— TASK INSTRUCTIONS —
Filter the records for lines holding the string "limit".

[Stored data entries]

________________________

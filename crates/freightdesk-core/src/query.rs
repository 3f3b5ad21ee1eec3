//! Orchestrates filter, search, sort and range into a data query and a count
//! query for one entity.

use crate::errors::Result;
use crate::filter::{FilterKeyParser, FilterMap};
use crate::predicate::{Predicate, PredicateBuilder};
use crate::range::RangeTranslator;
use crate::schema::EntityConfig;
use crate::search::GlobalSearchComposer;
use crate::sort::{OrderBy, SortResolver};
use crate::wire::CollectionParams;
use chrono::{NaiveDate, Utc};
use serde::Serialize;
use std::collections::BTreeSet;

/// Data query description. Owns no connection; executors run it.
#[derive(Debug, Clone, PartialEq, Serialize)]
pub struct CompiledQuery {
    pub entity: String,
    pub predicate: Option<Predicate>,
    pub order_by: Option<OrderBy>,
    pub offset: Option<u64>,
    pub limit: Option<u64>,
}

/// Count query: same predicate as the data query, never ordered or paged.
#[derive(Debug, Clone, PartialEq, Serialize)]
pub struct CountQuery {
    pub entity: String,
    pub predicate: Option<Predicate>,
}

pub struct QueryAssembler<'a> {
    entity: &'a EntityConfig,
    explicit_order: Option<OrderBy>,
    fallback_order: Option<OrderBy>,
    scope: Option<Predicate>,
    today: NaiveDate,
}

impl<'a> QueryAssembler<'a> {
    pub fn new(entity: &'a EntityConfig) -> Self {
        Self {
            entity,
            explicit_order: None,
            fallback_order: entity.default_order.clone(),
            scope: None,
            today: Utc::now().date_naive(),
        }
    }

    /// Ordering that wins over whatever the client asked for.
    pub fn with_order(mut self, order: OrderBy) -> Self {
        self.explicit_order = Some(order);
        self
    }

    /// Ordering used when neither an explicit nor a requested one applies.
    pub fn with_fallback_order(mut self, order: OrderBy) -> Self {
        self.fallback_order = Some(order);
        self
    }

    /// Base restriction applied to both queries ahead of the client filter.
    pub fn with_scope(mut self, scope: Predicate) -> Self {
        self.scope = Some(scope);
        self
    }

    /// Reference date for relative date presets.
    pub fn with_today(mut self, today: NaiveDate) -> Self {
        self.today = today;
        self
    }

    /// AND of every clause predicate, then of the global search term.
    pub fn filter_predicate(&self, filter: &FilterMap, search: Option<&str>) -> Option<Predicate> {
        let schema = &self.entity.schema;
        let clauses = FilterKeyParser::new(schema).clauses(filter);
        let builder = PredicateBuilder::new(self.today);

        let named: BTreeSet<String> = clauses
            .iter()
            .flat_map(|c| c.field_names().map(str::to_string))
            .collect();
        let mut parts: Vec<Predicate> = clauses.iter().filter_map(|c| builder.clause(c)).collect();
        if let Some(term) = search {
            parts.extend(GlobalSearchComposer::build(term, schema, &named));
        }
        Predicate::all(parts)
    }

    pub fn assemble(&self, params: &CollectionParams) -> Result<(CompiledQuery, CountQuery)> {
        let filter = self.filter_predicate(&params.filter, params.search.as_deref());
        let predicate = Predicate::all(self.scope.clone().into_iter().chain(filter));

        let requested = SortResolver::new(&self.entity.sortable).resolve(params.sort.as_ref())?;
        let order_by = self
            .explicit_order
            .clone()
            .or(requested)
            .or_else(|| self.fallback_order.clone());

        let page = RangeTranslator::translate(params.range.as_ref());

        let data = CompiledQuery {
            entity: self.entity.name.clone(),
            predicate: predicate.clone(),
            order_by,
            offset: page.map(|p| p.offset),
            limit: page.map(|p| p.limit),
        };
        let count = CountQuery {
            entity: self.entity.name.clone(),
            predicate,
        };
        Ok((data, count))
    }
}
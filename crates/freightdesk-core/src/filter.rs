//! Raw filter keys: `field`, `field:op`, `a|b`, `a|b:op`.

use crate::schema::{FieldKind, SchemaDescriptor};
use serde::{Deserialize, Serialize};
use serde_json::Value as JsonValue;
use tracing::debug;

/// Decoded `filter` object, in the order the client wrote it.
pub type FilterMap = serde_json::Map<String, JsonValue>;

#[derive(Debug, Clone, Copy, PartialEq, Eq, Hash, Serialize, Deserialize)]
#[serde(rename_all = "snake_case")]
pub enum Operator {
    Eq,
    Ne,
    Gt,
    Gte,
    Lt,
    Lte,
    In,
    NotIn,
}

impl Operator {
    pub fn from_token(token: &str) -> Option<Self> {
        Some(match token {
            "eq" => Self::Eq,
            "ne" => Self::Ne,
            "gt" => Self::Gt,
            "gte" => Self::Gte,
            "lt" => Self::Lt,
            "lte" => Self::Lte,
            "in" => Self::In,
            "not_in" | "nin" => Self::NotIn,
            _ => return None,
        })
    }
}

/// A filter value: arrays mean set membership, anything else is a scalar.
#[derive(Debug, Clone, PartialEq)]
pub enum FilterValue {
    Scalar(JsonValue),
    List(Vec<JsonValue>),
}

impl From<JsonValue> for FilterValue {
    fn from(v: JsonValue) -> Self {
        match v {
            JsonValue::Array(items) => Self::List(items),
            other => Self::Scalar(other),
        }
    }
}

/// Syntactic split of a raw key, before any schema lookup.
#[derive(Debug, Clone, PartialEq, Eq)]
pub struct RawKey<'k> {
    pub paths: Vec<&'k str>,
    pub operator: Option<Operator>,
}

/// Split `raw` into field path names and an optional operator. Returns
/// `None` for keys that cannot be parsed at all (empty, or more than one `:`).
/// An unrecognised operator token is dropped, never an error.
pub fn split_key(raw: &str) -> Option<RawKey<'_>> {
    let mut parts = raw.split(':');
    let path = parts.next().filter(|p| !p.is_empty())?;
    let token = parts.next();
    if parts.next().is_some() {
        return None;
    }
    let operator = token.and_then(|t| {
        let op = Operator::from_token(t);
        if op.is_none() {
            debug!(key = raw, token = t, "unknown filter operator, using default");
        }
        op
    });
    let paths = path.split('|').filter(|p| !p.is_empty()).collect();
    Some(RawKey { paths, operator })
}

/// One compiled-ready filter entry: an OR group of known fields, an optional
/// operator and the client's value.
#[derive(Debug, Clone, PartialEq)]
pub struct FilterClause {
    pub fields: Vec<(String, FieldKind)>,
    pub operator: Option<Operator>,
    pub value: FilterValue,
}

impl FilterClause {
    pub fn field_names(&self) -> impl Iterator<Item = &str> {
        self.fields.iter().map(|(n, _)| n.as_str())
    }
}

/// Resolves raw keys against one entity's schema.
pub struct FilterKeyParser<'a> {
    schema: &'a SchemaDescriptor,
}

impl<'a> FilterKeyParser<'a> {
    pub fn new(schema: &'a SchemaDescriptor) -> Self {
        Self { schema }
    }

    /// Parse `raw` and keep only fields the schema knows. `None` means the
    /// whole clause is discarded.
    pub fn parse(&self, raw: &str) -> Option<(Vec<(String, FieldKind)>, Option<Operator>)> {
        let Some(key) = split_key(raw) else {
            debug!(key = raw, "unparsable filter key, clause discarded");
            return None;
        };
        let mut fields = Vec::with_capacity(key.paths.len());
        for name in key.paths {
            match self.schema.kind_of(name) {
                Some(kind) => {
                    if !fields.iter().any(|(n, _): &(String, FieldKind)| n == name) {
                        fields.push((name.to_string(), kind));
                    }
                }
                None => debug!(key = raw, field = name, "unknown filter field dropped"),
            }
        }
        if fields.is_empty() {
            debug!(key = raw, "no known fields left, clause discarded");
            return None;
        }
        Some((fields, key.operator))
    }

    /// Turn a decoded filter object into clauses, silently skipping every
    /// key that does not resolve and every `null` value.
    pub fn clauses(&self, filter: &FilterMap) -> Vec<FilterClause> {
        filter
            .iter()
            .filter_map(|(raw, value)| {
                if value.is_null() {
                    debug!(key = raw.as_str(), "null filter value, clause discarded");
                    return None;
                }
                let (fields, operator) = self.parse(raw)?;
                Some(FilterClause {
                    fields,
                    operator,
                    value: FilterValue::from(value.clone()),
                })
            })
            .collect()
    }
}

#[cfg(test)]
mod tests {
    use super::*;
    use crate::schema::EntityConfig;
    use serde_json::json;

    fn schema() -> SchemaDescriptor {
        EntityConfig::builder("orders")
            .field("id", FieldKind::Text)
            .field("reference", FieldKind::Text)
            .field("pallets", FieldKind::Numeric)
            .build()
            .unwrap()
            .schema
    }

    #[test]
    fn splits_path_and_operator() {
        let k = split_key("pallets:gte").unwrap();
        assert_eq!(k.paths, vec!["pallets"]);
        assert_eq!(k.operator, Some(Operator::Gte));

        let k = split_key("id|reference").unwrap();
        assert_eq!(k.paths, vec!["id", "reference"]);
        assert_eq!(k.operator, None);
    }

    #[test]
    fn unknown_operator_token_is_absent() {
        let k = split_key("pallets:between").unwrap();
        assert_eq!(k.operator, None);
        assert_eq!(split_key("pallets:").unwrap().operator, None);
    }

    #[test]
    fn malformed_keys_are_rejected() {
        assert!(split_key("").is_none());
        assert!(split_key(":gte").is_none());
        assert!(split_key("a:gt:lt").is_none());
    }

    #[test]
    fn unknown_fields_drop_out_of_or_group() {
        let s = schema();
        let p = FilterKeyParser::new(&s);
        let (fields, _) = p.parse("nope|reference").unwrap();
        assert_eq!(fields, vec![("reference".to_string(), FieldKind::Text)]);
        assert!(p.parse("nope|other").is_none());
    }

    #[test]
    fn clauses_skip_nulls_and_unknowns() {
        let s = schema();
        let p = FilterKeyParser::new(&s);
        let filter = json!({
            "reference": "TEST",
            "ghost": 1,
            "pallets:gte": 5,
            "id": null,
            "id|reference": ["a", "b"],
        });
        let clauses = p.clauses(filter.as_object().unwrap());
        assert_eq!(clauses.len(), 3);
        assert_eq!(clauses[0].value, FilterValue::Scalar(json!("TEST")));
        assert_eq!(clauses[1].operator, Some(Operator::Gte));
        assert_eq!(
            clauses[2].value,
            FilterValue::List(vec![json!("a"), json!("b")])
        );
        assert_eq!(
            clauses[2].field_names().collect::<Vec<_>>(),
            vec!["id", "reference"]
        );
    }
}
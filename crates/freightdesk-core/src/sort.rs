use crate::errors::{QueryError, Result};
use serde::{Deserialize, Serialize};
use std::collections::BTreeSet;
use std::fmt;
use tracing::debug;

#[derive(Debug, Clone, Copy, PartialEq, Eq, Hash, Serialize, Deserialize)]
pub enum SortDirection {
    #[serde(rename = "ASC")]
    Asc,
    #[serde(rename = "DESC")]
    Desc,
}

impl SortDirection {
    pub fn parse(raw: &str) -> Result<Self> {
        match raw {
            "ASC" => Ok(Self::Asc),
            "DESC" => Ok(Self::Desc),
            other => Err(QueryError::InvalidSortDirection(other.to_string())),
        }
    }

    pub fn as_str(self) -> &'static str {
        match self {
            Self::Asc => "ASC",
            Self::Desc => "DESC",
        }
    }
}

/// `[field, direction]` as the client sent it; nothing is validated yet.
#[derive(Debug, Clone, PartialEq, Eq)]
pub struct SortRequest {
    pub field: String,
    pub direction: String,
}

impl SortRequest {
    pub fn new(field: impl Into<String>, direction: impl Into<String>) -> Self {
        Self {
            field: field.into(),
            direction: direction.into(),
        }
    }
}

#[derive(Debug, Clone, PartialEq, Eq, Hash, Serialize, Deserialize)]
pub struct OrderBy {
    pub field: String,
    pub direction: SortDirection,
}

impl OrderBy {
    pub fn asc(field: impl Into<String>) -> Self {
        Self {
            field: field.into(),
            direction: SortDirection::Asc,
        }
    }

    pub fn desc(field: impl Into<String>) -> Self {
        Self {
            field: field.into(),
            direction: SortDirection::Desc,
        }
    }
}

impl fmt::Display for OrderBy {
    fn fmt(&self, f: &mut fmt::Formatter<'_>) -> fmt::Result {
        write!(f, "{} {}", self.field, self.direction.as_str())
    }
}

pub struct SortResolver<'a> {
    whitelist: &'a BTreeSet<String>,
}

impl<'a> SortResolver<'a> {
    pub fn new(whitelist: &'a BTreeSet<String>) -> Self {
        Self { whitelist }
    }

    /// A bad direction is rejected; a field outside the whitelist just means
    /// "no sort".
    pub fn resolve(&self, request: Option<&SortRequest>) -> Result<Option<OrderBy>> {
        let Some(req) = request else {
            return Ok(None);
        };
        let direction = SortDirection::parse(&req.direction)?;
        if !self.whitelist.contains(&req.field) {
            debug!(field = req.field.as_str(), "sort field not sortable, ignoring sort");
            return Ok(None);
        }
        Ok(Some(OrderBy {
            field: req.field.clone(),
            direction,
        }))
    }
}
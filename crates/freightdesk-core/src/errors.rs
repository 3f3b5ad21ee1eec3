use thiserror::Error;

#[derive(Error, Debug, Clone, PartialEq, Eq)]
pub enum QueryError {
    #[error("sort=[field_name, ASC/DESC] order must be 'ASC' or 'DESC', got '{0}'")]
    InvalidSortDirection(String),
    #[error("invalid filter: {0}")]
    MalformedFilter(String),
    #[error("invalid sort: {0}")]
    MalformedSort(String),
    #[error("invalid range: {0}")]
    MalformedRange(String),
    #[error("unknown entity: {0}")]
    UnknownEntity(String),
    #[error("registration error: {0}")]
    Registration(String),
    #[error("invalid row: {0}")]
    InvalidRow(String),
    #[error("executor error: {0}")]
    Executor(String),
}

impl QueryError {
    /// True when the request itself was at fault rather than the backend.
    pub fn is_client_error(&self) -> bool {
        !matches!(self, Self::Registration(_) | Self::Executor(_))
    }
}

pub type Result<T> = std::result::Result<T, QueryError>;
//! Relative date windows usable as values on temporal fields.

use chrono::{Datelike, Duration, NaiveDate};

#[derive(Debug, Clone, Copy, PartialEq, Eq)]
pub enum DatePreset {
    Today,
    Yesterday,
    Tomorrow,
    ThisWeek,
    LastWeek,
    ThisMonth,
    All,
}

impl DatePreset {
    pub fn from_token(token: &str) -> Option<Self> {
        Some(match token {
            "today" => Self::Today,
            "yesterday" => Self::Yesterday,
            "tomorrow" => Self::Tomorrow,
            "this_week" => Self::ThisWeek,
            "last_week" => Self::LastWeek,
            "this_month" => Self::ThisMonth,
            "All" => Self::All,
            _ => return None,
        })
    }

    /// Inclusive `[start, end]` window relative to `today`; `All` has none.
    pub fn window(self, today: NaiveDate) -> Option<(NaiveDate, NaiveDate)> {
        match self {
            Self::Today => Some((today, today)),
            Self::Yesterday => {
                let d = today - Duration::days(1);
                Some((d, d))
            }
            Self::Tomorrow => {
                let d = today + Duration::days(1);
                Some((d, d))
            }
            Self::ThisWeek => Some(week_of(today)),
            Self::LastWeek => Some(week_of(today - Duration::days(7))),
            Self::ThisMonth => Some(month_of(today)),
            Self::All => None,
        }
    }
}

// Monday..Sunday
fn week_of(d: NaiveDate) -> (NaiveDate, NaiveDate) {
    let monday = d - Duration::days(i64::from(d.weekday().num_days_from_monday()));
    (monday, monday + Duration::days(6))
}

fn month_of(d: NaiveDate) -> (NaiveDate, NaiveDate) {
    let first = d.with_day(1).unwrap_or(d);
    let next_first = if d.month() == 12 {
        NaiveDate::from_ymd_opt(d.year() + 1, 1, 1)
    } else {
        NaiveDate::from_ymd_opt(d.year(), d.month() + 1, 1)
    };
    let last = next_first.map(|n| n - Duration::days(1)).unwrap_or(d);
    (first, last)
}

________________________

— RESPONSE AREA —
    pub limit: Option<u64>,
            limit: page.map(|p| p.limit),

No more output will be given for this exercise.